* _What the task asks_:
Below are the entries to work from; restate word for word the portion that opens with the line containing "filename src/test_support/fixtures.rs" and closes with the line containing "Write the scenario's", keeping both.

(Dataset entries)
_ _ _ _ _ _ _

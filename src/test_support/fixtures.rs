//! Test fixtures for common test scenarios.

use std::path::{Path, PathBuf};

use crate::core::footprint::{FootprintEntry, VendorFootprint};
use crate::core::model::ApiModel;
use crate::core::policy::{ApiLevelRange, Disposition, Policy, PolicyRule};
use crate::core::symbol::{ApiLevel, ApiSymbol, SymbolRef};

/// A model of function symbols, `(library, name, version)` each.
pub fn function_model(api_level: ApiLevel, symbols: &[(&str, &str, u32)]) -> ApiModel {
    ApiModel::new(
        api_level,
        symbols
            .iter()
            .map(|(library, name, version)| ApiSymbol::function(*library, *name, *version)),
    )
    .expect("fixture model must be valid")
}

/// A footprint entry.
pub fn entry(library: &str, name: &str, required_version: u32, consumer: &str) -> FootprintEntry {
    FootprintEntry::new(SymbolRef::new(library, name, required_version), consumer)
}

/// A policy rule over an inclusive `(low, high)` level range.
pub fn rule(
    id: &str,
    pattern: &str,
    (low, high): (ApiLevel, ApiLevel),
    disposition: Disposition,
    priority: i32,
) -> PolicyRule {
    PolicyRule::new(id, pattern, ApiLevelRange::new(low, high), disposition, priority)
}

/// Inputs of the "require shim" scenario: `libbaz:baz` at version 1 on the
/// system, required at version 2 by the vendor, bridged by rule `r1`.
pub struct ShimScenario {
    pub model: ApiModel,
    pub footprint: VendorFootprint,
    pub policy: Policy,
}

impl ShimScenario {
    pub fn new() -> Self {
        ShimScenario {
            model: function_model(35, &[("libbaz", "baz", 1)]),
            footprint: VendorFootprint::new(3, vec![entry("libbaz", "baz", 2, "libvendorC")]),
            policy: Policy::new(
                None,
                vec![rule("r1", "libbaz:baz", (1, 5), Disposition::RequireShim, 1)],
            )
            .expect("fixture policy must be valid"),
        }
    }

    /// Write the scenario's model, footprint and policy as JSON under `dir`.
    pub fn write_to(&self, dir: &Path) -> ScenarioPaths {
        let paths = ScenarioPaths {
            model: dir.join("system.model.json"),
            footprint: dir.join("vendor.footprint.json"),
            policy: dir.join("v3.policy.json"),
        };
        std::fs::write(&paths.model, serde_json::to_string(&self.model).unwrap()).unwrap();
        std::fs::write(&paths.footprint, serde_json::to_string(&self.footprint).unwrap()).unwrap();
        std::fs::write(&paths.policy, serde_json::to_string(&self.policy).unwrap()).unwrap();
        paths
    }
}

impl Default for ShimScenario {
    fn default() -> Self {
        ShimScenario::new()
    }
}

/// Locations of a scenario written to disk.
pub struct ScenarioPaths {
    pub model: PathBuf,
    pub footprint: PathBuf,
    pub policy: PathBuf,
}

_ _ _ _ _ _ _

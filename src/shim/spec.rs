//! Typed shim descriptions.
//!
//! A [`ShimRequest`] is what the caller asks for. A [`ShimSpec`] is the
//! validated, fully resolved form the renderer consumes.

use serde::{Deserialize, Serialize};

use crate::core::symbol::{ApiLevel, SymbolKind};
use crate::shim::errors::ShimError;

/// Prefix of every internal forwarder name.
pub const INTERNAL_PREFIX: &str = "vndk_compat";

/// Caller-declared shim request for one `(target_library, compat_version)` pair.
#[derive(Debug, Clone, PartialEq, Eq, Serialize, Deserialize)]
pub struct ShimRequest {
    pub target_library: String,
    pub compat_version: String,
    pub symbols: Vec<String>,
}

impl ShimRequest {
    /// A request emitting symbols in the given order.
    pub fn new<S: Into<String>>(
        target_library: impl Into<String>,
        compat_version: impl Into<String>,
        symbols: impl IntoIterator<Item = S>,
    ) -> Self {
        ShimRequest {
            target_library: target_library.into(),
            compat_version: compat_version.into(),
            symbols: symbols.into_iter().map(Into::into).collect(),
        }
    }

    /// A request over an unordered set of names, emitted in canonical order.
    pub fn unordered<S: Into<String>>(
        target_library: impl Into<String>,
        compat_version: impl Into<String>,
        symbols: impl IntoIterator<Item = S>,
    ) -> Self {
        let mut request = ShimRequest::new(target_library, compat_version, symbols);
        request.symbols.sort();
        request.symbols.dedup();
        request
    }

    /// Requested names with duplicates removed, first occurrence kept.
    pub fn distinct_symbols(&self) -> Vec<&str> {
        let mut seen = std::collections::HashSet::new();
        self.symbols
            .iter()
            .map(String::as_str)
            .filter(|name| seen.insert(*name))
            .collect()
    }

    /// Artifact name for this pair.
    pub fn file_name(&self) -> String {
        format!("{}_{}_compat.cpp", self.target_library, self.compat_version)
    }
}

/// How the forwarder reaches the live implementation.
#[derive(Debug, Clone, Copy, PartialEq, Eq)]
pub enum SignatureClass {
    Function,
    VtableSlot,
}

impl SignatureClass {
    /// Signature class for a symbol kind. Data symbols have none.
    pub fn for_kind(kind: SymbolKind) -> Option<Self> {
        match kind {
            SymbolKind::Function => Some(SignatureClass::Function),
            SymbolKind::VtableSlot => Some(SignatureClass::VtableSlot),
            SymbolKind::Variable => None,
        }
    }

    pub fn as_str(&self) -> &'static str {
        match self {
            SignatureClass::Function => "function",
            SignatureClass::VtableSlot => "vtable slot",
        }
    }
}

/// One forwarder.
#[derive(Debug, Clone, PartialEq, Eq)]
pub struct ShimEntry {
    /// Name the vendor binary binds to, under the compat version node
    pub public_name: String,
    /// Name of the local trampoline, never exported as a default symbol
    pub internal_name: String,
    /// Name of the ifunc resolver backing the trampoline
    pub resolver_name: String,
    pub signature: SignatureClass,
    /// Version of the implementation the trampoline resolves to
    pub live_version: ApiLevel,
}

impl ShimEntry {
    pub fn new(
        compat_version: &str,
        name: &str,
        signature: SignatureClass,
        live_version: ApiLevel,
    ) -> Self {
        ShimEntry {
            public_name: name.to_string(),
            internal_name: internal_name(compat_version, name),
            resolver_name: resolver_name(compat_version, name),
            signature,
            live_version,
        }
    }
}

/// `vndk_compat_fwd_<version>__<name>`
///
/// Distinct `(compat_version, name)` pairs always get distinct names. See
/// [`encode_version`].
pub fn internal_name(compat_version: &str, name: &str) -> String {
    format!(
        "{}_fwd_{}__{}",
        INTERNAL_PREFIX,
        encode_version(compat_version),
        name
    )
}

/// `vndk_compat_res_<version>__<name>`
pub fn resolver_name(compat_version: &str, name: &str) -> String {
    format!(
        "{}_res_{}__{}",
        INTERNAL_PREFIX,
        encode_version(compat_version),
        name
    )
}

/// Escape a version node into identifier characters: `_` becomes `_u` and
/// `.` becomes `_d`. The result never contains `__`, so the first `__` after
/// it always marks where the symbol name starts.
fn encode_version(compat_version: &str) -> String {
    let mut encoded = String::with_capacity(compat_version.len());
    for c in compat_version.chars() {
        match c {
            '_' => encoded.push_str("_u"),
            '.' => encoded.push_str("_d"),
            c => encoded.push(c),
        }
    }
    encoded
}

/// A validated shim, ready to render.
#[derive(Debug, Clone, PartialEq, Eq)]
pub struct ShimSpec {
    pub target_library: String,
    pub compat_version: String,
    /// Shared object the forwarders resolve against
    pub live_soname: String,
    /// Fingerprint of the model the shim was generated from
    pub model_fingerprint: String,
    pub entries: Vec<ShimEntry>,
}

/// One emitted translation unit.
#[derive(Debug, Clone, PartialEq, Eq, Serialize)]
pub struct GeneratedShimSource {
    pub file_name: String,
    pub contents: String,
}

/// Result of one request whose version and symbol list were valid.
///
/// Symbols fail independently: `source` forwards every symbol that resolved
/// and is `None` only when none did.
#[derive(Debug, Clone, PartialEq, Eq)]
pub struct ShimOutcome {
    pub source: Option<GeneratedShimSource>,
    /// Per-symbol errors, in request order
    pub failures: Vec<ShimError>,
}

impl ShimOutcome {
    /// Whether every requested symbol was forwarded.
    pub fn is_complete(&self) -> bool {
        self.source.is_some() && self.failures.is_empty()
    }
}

_ _ _ _ _ _ _

* _Answer box_:
filename src/test_support/fixtures.rs
//! Test fixtures for common test scenarios.

use std::path::{Path, PathBuf};

use crate::core::footprint::{FootprintEntry, VendorFootprint};
use crate::core::model::ApiModel;
use crate::core::policy::{ApiLevelRange, Disposition, Policy, PolicyRule};
use crate::core::symbol::{ApiLevel, ApiSymbol, SymbolRef};

/// A model of function symbols, `(library, name, version)` each.
pub fn function_model(api_level: ApiLevel, symbols: &[(&str, &str, u32)]) -> ApiModel {
    ApiModel::new(
        api_level,
        symbols
            .iter()
            .map(|(library, name, version)| ApiSymbol::function(*library, *name, *version)),
    )
    .expect("fixture model must be valid")
}

/// A footprint entry.
pub fn entry(library: &str, name: &str, required_version: u32, consumer: &str) -> FootprintEntry {
    FootprintEntry::new(SymbolRef::new(library, name, required_version), consumer)
}

/// A policy rule over an inclusive `(low, high)` level range.
pub fn rule(
    id: &str,
    pattern: &str,
    (low, high): (ApiLevel, ApiLevel),
    disposition: Disposition,
    priority: i32,
) -> PolicyRule {
    PolicyRule::new(id, pattern, ApiLevelRange::new(low, high), disposition, priority)
}

/// Inputs of the "require shim" scenario: `libbaz:baz` at version 1 on the
/// system, required at version 2 by the vendor, bridged by rule `r1`.
pub struct ShimScenario {
    pub model: ApiModel,
    pub footprint: VendorFootprint,
    pub policy: Policy,
}

impl ShimScenario {
    pub fn new() -> Self {
        ShimScenario {
            model: function_model(35, &[("libbaz", "baz", 1)]),
            footprint: VendorFootprint::new(3, vec![entry("libbaz", "baz", 2, "libvendorC")]),
            policy: Policy::new(
                None,
                vec![rule("r1", "libbaz:baz", (1, 5), Disposition::RequireShim, 1)],
            )
            .expect("fixture policy must be valid"),
        }
    }

    /// Write the scenario's model, footprint and policy as JSON under `dir`.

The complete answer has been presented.